Obama's plan for renewal

The combination of key job-building measures that President Obama laid out in his State of the Union address clearly would help reverse the offshore drain of jobs, improve the economy and promote broader prosperity for families still struggling out of the recession -- if only Republicans would accept the notion that reasonable bipartisanship on corresponding legislation is in the nation's best interest.

Alas, the predictable knee-jerk reaction from the right -- even for measures they likely would embrace from one of their own -- suggests the president's State of the Union message will have to serve as a campaign position. That's too bad. Obama has long pointed in the right direction. But until the futile and harsh congressional stalemate subsides, the relentless forces that keep the nation from ratcheting down the number of unemployed -- now about 13.1 million -- will continue to spread needless pain throughout the nation. And cutting government investments in infrastructure, education and safety net programs will only compound the damage.

Obama's cornerstone proposals are perfectly sensible. Quit what amounts to undeniable tax incentives to corporations to send jobs offshore. Create incentives to bring jobs back. Build a broader network of community colleges with job training curriculum to provide the skills that reimported jobs require. And further strengthen K-12 education to ensure that future workers in the pipeline will be ready and eager to pursue higher education and sustain the creative curve that will produce future innovation, and future jobs.

That's not pie-in-the-sky rhetoric, it's common sense. The plan hasn't been applied because of the broad lobbyist-based resistance in Congress to changing the off-shore tax incentives that allow big corporations (read: campaign donors) to game the system, accumulate immense offshore profits, avoid paying a fair share of American corporate taxes, and enrich CEOs. For example, check the tax figures for General Electric.

That system has wildly inflated the wealth of super-rich CEOs, but it's also helped kill the American dream. That's why the top 1 percent of American earners (especially, the top one-tenth of 1 percent) now hold the largest share of national wealth and income in this nation in 80 years, and why wages have stagnated or lost ground to inflation for the bottom 80-to-90 percent of earners.

Of course, that also explains why congressional Republicans sat on their hands with sour faces when Obama proposed reversal of the tax dysfunction that boosts off-shore jobs.

Yet the educational piece is at least as critical as the tax incentive/infrastructure piece. The bulk of American students have fallen so far behind hungier, more ambitious students in two dozen other countries, and American leaders as a group are so complacent about it, that alarm bells need to be ringing.

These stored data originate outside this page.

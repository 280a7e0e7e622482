use super::ConfigError;
use serde::{Deserialize, Serialize};
use std::net::IpAddr;

/// Static record answered by the local records engine
///
/// The record type follows the address family: IPv4 addresses answer A
/// questions, IPv6 addresses answer AAAA questions.
#[derive(Debug, Clone, Deserialize, Serialize)]
pub struct LocalRecord {
    /// Hostname (e.g., "nas", "printer")
    pub hostname: String,

    /// Optional domain override (e.g., "lab.local").
    /// If None, uses `LookupConfig.local_domain`; if both are None the
    /// hostname is used as-is
    #[serde(default)]
    pub domain: Option<String>,

    /// IPv4 or IPv6 address
    pub ip: String,

    /// Time-to-live in seconds (default 300)
    #[serde(default)]
    pub ttl: Option<u32>,
}

impl LocalRecord {
    /// Build fully qualified domain name from hostname and domain
    ///
    /// # Examples
    /// ```
    /// use ferrous_lookup_domain::config::LocalRecord;
    ///
    /// let record = LocalRecord {
    ///     hostname: "nas".into(),
    ///     domain: Some("lab.local".into()),
    ///     ip: "192.168.1.100".into(),
    ///     ttl: None,
    /// };
    /// assert_eq!(record.fqdn(None), "nas.lab.local");
    ///
    /// let record = LocalRecord {
    ///     hostname: "server".into(),
    ///     domain: None,
    ///     ip: "192.168.1.101".into(),
    ///     ttl: None,
    /// };
    /// assert_eq!(record.fqdn(Some("home.lan")), "server.home.lan");
    /// assert_eq!(record.fqdn(None), "server");
    /// ```
    pub fn fqdn(&self, default_domain: Option<&str>) -> String {
        match self.domain.as_deref().or(default_domain) {
            Some(domain) => format!("{}.{}", self.hostname, domain),
            None => self.hostname.clone(),
        }
    }

    pub fn address(&self) -> Result<IpAddr, ConfigError> {
        self.ip.parse().map_err(|_| {
            ConfigError::Validation(format!(
                "Local record '{}' has invalid IP '{}'",
                self.hostname, self.ip
            ))
        })
    }

    pub fn ttl_or_default(&self) -> u32 {
        self.ttl.unwrap_or(300)
    }
}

The Republican counter-position to Obama's call for economic restructuring can only make things worse. Keeping economic, educational and tax inequality entrenched, and further cutting the already slashed state and local budgets, government agencies, jobs and infrastructure improvements, will only worsen the national debt, national job drain and unemployment in coming years.

There hardly could be a clearer divide on the direction the country should take this year in terms of leadership and job renewal.